Virtual private network or VPN allows the user to securely transfer data traveling through the public Internet. The user can be an individual or a company that wants to protect their data in a way that prevents their disclosure or modification. VPN connection differs depending on whether it is necessary to connect two or more separate business locations (site-to-site VPN), to create a connection between a work computer and a company (client-to-server VPN) or to create a connection between device owned by individual and a business (SSL VPN).
A VPN connection, however, does not provide sufficient security protection. For complete protection, the company also needs a firewall to protect the network and an antivirus program. The firewall managed by the IT department allows new employees to be added to the network, rights are assigned to them within the framework of their workplace and work tasks, or users are removed from the system upon termination of the employment. It is also possible to use the firewall to check outgoing and incoming traffic, set a filtering policy, protect the email server and quarantine suspicious emails, review the current day’s detected threats and create a firewall backup.
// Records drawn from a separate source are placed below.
//! Pass-through encoder that copies inputs unchanged.

use async_trait::async_trait;
use tokio::fs::File;
use tokio::io::{AsyncReadExt, AsyncWriteExt, BufReader, BufWriter};
use tokio::sync::mpsc;

use super::error::EncoderError;
use super::traits::Encoder;
use super::types::{EncodeProgress, TranscodeJob};

const DEFAULT_BUFFER_SIZE: usize = 256 * 1024;

/// Copies each input byte-for-byte to its output path.
///
/// Used to publish source videos as-is when they are already web-ready.
pub struct CopyEncoder {
    buffer_size: usize,
}

impl Default for CopyEncoder {
    fn default() -> Self {
        Self::new()
    }
}

impl CopyEncoder {
    pub fn new() -> Self {
        Self {
            buffer_size: DEFAULT_BUFFER_SIZE,
        }
    }

    /// Sets the read/write buffer size.
    pub fn with_buffer_size(mut self, buffer_size: usize) -> Self {
        self.buffer_size = buffer_size.max(1);
        self
    }
}

#[async_trait]
impl Encoder for CopyEncoder {
    fn name(&self) -> &str {
        "copy"
    }

    async fn encode(
        &self,
        job: &TranscodeJob,
        progress_tx: Option<mpsc::Sender<EncodeProgress>>,
    ) -> Result<(), EncoderError> {
        let source = File::open(&job.input.path).await.map_err(|e| {
            if e.kind() == std::io::ErrorKind::NotFound {
                EncoderError::InputNotFound {
                    path: job.input.path.clone(),
                }
            } else {
                EncoderError::Io(e)
            }
        })?;
        let total = source.metadata().await?.len();
        let dest = File::create(&job.output_path).await?;

        let mut reader = BufReader::with_capacity(self.buffer_size, source);
        let mut writer = BufWriter::with_capacity(self.buffer_size, dest);
        let mut buffer = vec![0u8; self.buffer_size];
        let mut copied: u64 = 0;

        loop {
            let n = reader.read(&mut buffer).await?;
            if n == 0 {
                break;
            }
            writer.write_all(&buffer[..n]).await?;
            copied += n as u64;

            if let Some(ref tx) = progress_tx {
                let percent = if total > 0 {
                    (copied as f64 / total as f64 * 100.0).min(100.0) as f32
                } else {
                    100.0
                };
                let _ = tx.try_send(EncodeProgress {
                    percent,
                    time_secs: None,
                    duration_secs: None,
                    speed: None,
                });
            }
        }

        writer.flush().await?;
        writer.into_inner().sync_all().await?;
        Ok(())
    }
}
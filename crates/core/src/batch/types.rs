//! Types for the batch module.

use chrono::{DateTime, Utc};
use serde::{Deserialize, Serialize};
use std::path::PathBuf;

/// Computes `1 - output/input`. Negative when the output grew.
///
/// Returns `None` for an empty input, where the ratio is undefined.
pub fn savings_ratio(input_size: u64, output_size: u64) -> Option<f64> {
    if input_size == 0 {
        None
    } else {
        Some(1.0 - output_size as f64 / input_size as f64)
    }
}

/// Outcome of one successful job.
#[derive(Debug, Clone, PartialEq, Serialize, Deserialize)]
pub struct TranscodeResult {
    /// Input size in bytes, read after the encode finished.
    pub input_size: u64,
    /// Output size in bytes.
    pub output_size: u64,
    /// `1 - output/input`, not clamped.
    pub savings: Option<f64>,
    /// Wall-clock encode time in milliseconds.
    pub duration_ms: u64,
    /// When the job finished.
    pub completed_at: DateTime<Utc>,
}

impl TranscodeResult {
    pub fn new(input_size: u64, output_size: u64, duration_ms: u64) -> Self {
        Self {
            input_size,
            output_size,
            savings: savings_ratio(input_size, output_size),
            duration_ms,
            completed_at: Utc::now(),
        }
    }
}

/// Terminal state of a job.
#[derive(Debug, Clone, PartialEq, Serialize, Deserialize)]
#[serde(tag = "status", rename_all = "snake_case")]
pub enum JobOutcome {
    Succeeded { result: TranscodeResult },
    Failed { reason: String },
    /// The batch was cancelled before this job started.
    Skipped,
}

impl JobOutcome {
    pub fn is_success(&self) -> bool {
        matches!(self, Self::Succeeded { .. })
    }
}

/// One line of the run report.
#[derive(Debug, Clone, PartialEq, Serialize, Deserialize)]
pub struct JobRecord {
    pub index: usize,
    pub file_name: String,
    pub input_path: PathBuf,
    pub output_path: PathBuf,
    /// Input size at scan time.
    pub input_size: u64,
    #[serde(flatten)]
    pub outcome: JobOutcome,
}

/// Aggregate of one batch run, records in discovery order.
#[derive(Debug, Clone, PartialEq, Serialize, Deserialize)]
pub struct RunSummary {
    pub source_dir: PathBuf,
    pub output_dir: PathBuf,
    /// Jobs that ran to completion, successfully or not.
    pub attempted: usize,
    pub succeeded: usize,
    pub failed: usize,
    pub skipped: usize,
    /// Input bytes of successful jobs.
    pub total_input_bytes: u64,
    /// Output bytes of successful jobs.
    pub total_output_bytes: u64,
    pub records: Vec<JobRecord>,
}

impl RunSummary {
    /// Builds the summary. Records may arrive in any order.
    pub fn from_records(
        source_dir: PathBuf,
        output_dir: PathBuf,
        mut records: Vec<JobRecord>,
    ) -> Self {
        records.sort_by_key(|r| r.index);

        let mut summary = Self {
            source_dir,
            output_dir,
            attempted: 0,
            succeeded: 0,
            failed: 0,
            skipped: 0,
            total_input_bytes: 0,
            total_output_bytes: 0,
            records: Vec::new(),
        };

        for record in &records {
            match &record.outcome {
                JobOutcome::Succeeded { result } => {
                    summary.attempted += 1;
                    summary.succeeded += 1;
                    summary.total_input_bytes += result.input_size;
                    summary.total_output_bytes += result.output_size;
                }
                JobOutcome::Failed { .. } => {
                    summary.attempted += 1;
                    summary.failed += 1;
                }
                JobOutcome::Skipped => summary.skipped += 1,
            }
        }

        summary.records = records;
        summary
    }

    /// Whether any job failed.
    pub fn has_failures(&self) -> bool {
        self.failed > 0
    }

    /// Whether every discovered file was processed.
    pub fn is_complete(&self) -> bool {
        self.skipped == 0
    }

    /// Savings across all successful jobs.
    pub fn total_savings(&self) -> Option<f64> {
        savings_ratio(self.total_input_bytes, self.total_output_bytes)
    }

    /// Failed records with their reasons.
    pub fn failures(&self) -> impl Iterator<Item = (&JobRecord, &str)> {
        self.records.iter().filter_map(|r| match &r.outcome {
            JobOutcome::Failed { reason } => Some((r, reason.as_str())),
            _ => None,
        })
    }
}

/// Side-channel notifications emitted while a batch runs.
#[derive(Debug, Clone, PartialEq, Serialize)]
#[serde(tag = "event", rename_all = "snake_case")]
pub enum BatchEvent {
    Discovered {
        total: usize,
    },
    JobStarted {
        index: usize,
        total: usize,
        file_name: String,
        input_size: u64,
    },
    JobProgress {
        index: usize,
        file_name: String,
        percent: f32,
    },
    JobSucceeded {
        index: usize,
        total: usize,
        file_name: String,
        result: TranscodeResult,
    },
    JobFailed {
        index: usize,
        total: usize,
        file_name: String,
        reason: String,
    },
    JobSkipped {
        index: usize,
        file_name: String,
    },
    Finished {
        attempted: usize,
        succeeded: usize,
        failed: usize,
        skipped: usize,
    },
}
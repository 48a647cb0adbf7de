use clap::{Args, Parser, Subcommand, ValueEnum};
use std::path::PathBuf;

use mediapress_core::{Config, Preset, VideoCodec};

#[derive(Parser)]
#[command(name = "mediapress")]
#[command(author, version, about = "Batch video compression for static web assets")]
pub struct Cli {
    /// Path to config file
    #[arg(short, long, global = true)]
    pub config: Option<PathBuf>,

    /// Enable verbose logging
    #[arg(short, long, global = true)]
    pub verbose: bool,

    #[command(subcommand)]
    pub command: Commands,
}

#[derive(Subcommand)]
pub enum Commands {
    /// Re-encode every video in the source directory for the web
    Compress(CompressArgs),

    /// Copy every video in the source directory unchanged
    Copy(RunArgs),

    /// Check that ffmpeg and ffprobe are available
    CheckTools,

    /// Print the effective configuration as TOML
    ShowConfig,
}

/// Options shared by every batch command
#[derive(Args, Debug, Clone, Default)]
pub struct RunArgs {
    /// Directory to scan for videos
    #[arg(short, long)]
    pub source: Option<PathBuf>,

    /// Directory to write processed videos into
    #[arg(short, long)]
    pub output: Option<PathBuf>,

    /// Number of files processed at once
    #[arg(short = 'j', long)]
    pub concurrency: Option<usize>,

    /// Per-file timeout in seconds (0 disables it)
    #[arg(long)]
    pub timeout: Option<u64>,

    /// Print the run summary as JSON
    #[arg(long)]
    pub json: bool,
}

#[derive(Args, Debug, Clone, Default)]
pub struct CompressArgs {
    #[command(flatten)]
    pub run: RunArgs,

    /// Constant Rate Factor (lower = better quality)
    #[arg(long)]
    pub crf: Option<u8>,

    /// Encoder preset (ultrafast .. veryslow)
    #[arg(long)]
    pub preset: Option<Preset>,

    /// Maximum output width in pixels
    #[arg(long)]
    pub max_width: Option<u32>,

    /// Video codec
    #[arg(long, value_enum)]
    pub video_codec: Option<CodecArg>,

    /// Audio bitrate in kbps
    #[arg(long)]
    pub audio_bitrate: Option<u32>,
}

#[derive(ValueEnum, Debug, Clone, Copy, PartialEq, Eq)]
pub enum CodecArg {
    H264,
    H265,
    Vp9,
    Av1,
}

impl From<CodecArg> for VideoCodec {
    fn from(arg: CodecArg) -> Self {
        match arg {
            CodecArg::H264 => VideoCodec::H264,
            CodecArg::H265 => VideoCodec::H265,
            CodecArg::Vp9 => VideoCodec::Vp9,
            CodecArg::Av1 => VideoCodec::Av1,
        }
    }
}

impl RunArgs {
    /// Applies command-line overrides on top of the loaded configuration.
    pub fn apply(&self, config: &mut Config) {
        if let Some(ref source) = self.source {
            config.paths.source_dir = source.clone();
        }
        if let Some(ref output) = self.output {
            config.paths.output_dir = output.clone();
        }
        if let Some(concurrency) = self.concurrency {
            config.batch.concurrency = concurrency;
        }
        if let Some(timeout) = self.timeout {
            config.batch.timeout_secs = timeout;
        }
    }
}

impl CompressArgs {
    pub fn apply(&self, config: &mut Config) {
        self.run.apply(config);
        let profile = &mut config.profile;
        if let Some(crf) = self.crf {
            profile.crf = crf;
        }
        if let Some(preset) = self.preset {
            profile.preset = preset;
        }
        if let Some(max_width) = self.max_width {
            profile.max_width = max_width;
        }
        if let Some(codec) = self.video_codec {
            profile.video_codec = codec.into();
        }
        if let Some(bitrate) = self.audio_bitrate {
            profile.audio_bitrate_kbps = bitrate;
        }
    }
}
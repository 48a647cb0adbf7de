//! Testing utilities.
//!
//! [`MockEncoder`] stands in for ffmpeg so batch behavior can be tested
//! without media files. The [`fixtures`] module builds source directories.

mod mock_encoder;

pub use mock_encoder::{MockEncoder, RecordedEncode};

/// Test fixtures and helper functions.
pub mod fixtures {
    use std::path::{Path, PathBuf};

    /// One megabyte, as used in size reports.
    pub const MB: u64 = 1024 * 1024;

    /// Writes `name` with `size` bytes of filler into `dir`.
    pub fn write_video(dir: &Path, name: &str, size: u64) -> std::io::Result<PathBuf> {
        let path = dir.join(name);
        std::fs::write(&path, vec![0x42u8; size as usize])?;
        Ok(path)
    }
}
An antivirus program extends the functionality of a firewall, it can check files for incoming and outgoing traffic and examine the company’s computer or device from which data is sent and to which data is stored.
Despite all the security mechanisms, it is important that the company regularly educates its employees in the field of data protection, compliance with business policy and company management, thereby preventing a security incident (e.g., an employee notifies a superior or the IT department upon receiving a suspicious e-mail).
For risk management, companies have introduced the ISO standard. The latest ISO standard 31000 is aimed at risk management with principles and guidelines. The standard is suitable for any company, regardless of its policy or size. Its foundations are that every company or organization exists for the purpose of achieving goals, that the achievement of goals is
influenced by internal and external factors, which causes uncertainty in achieving goals.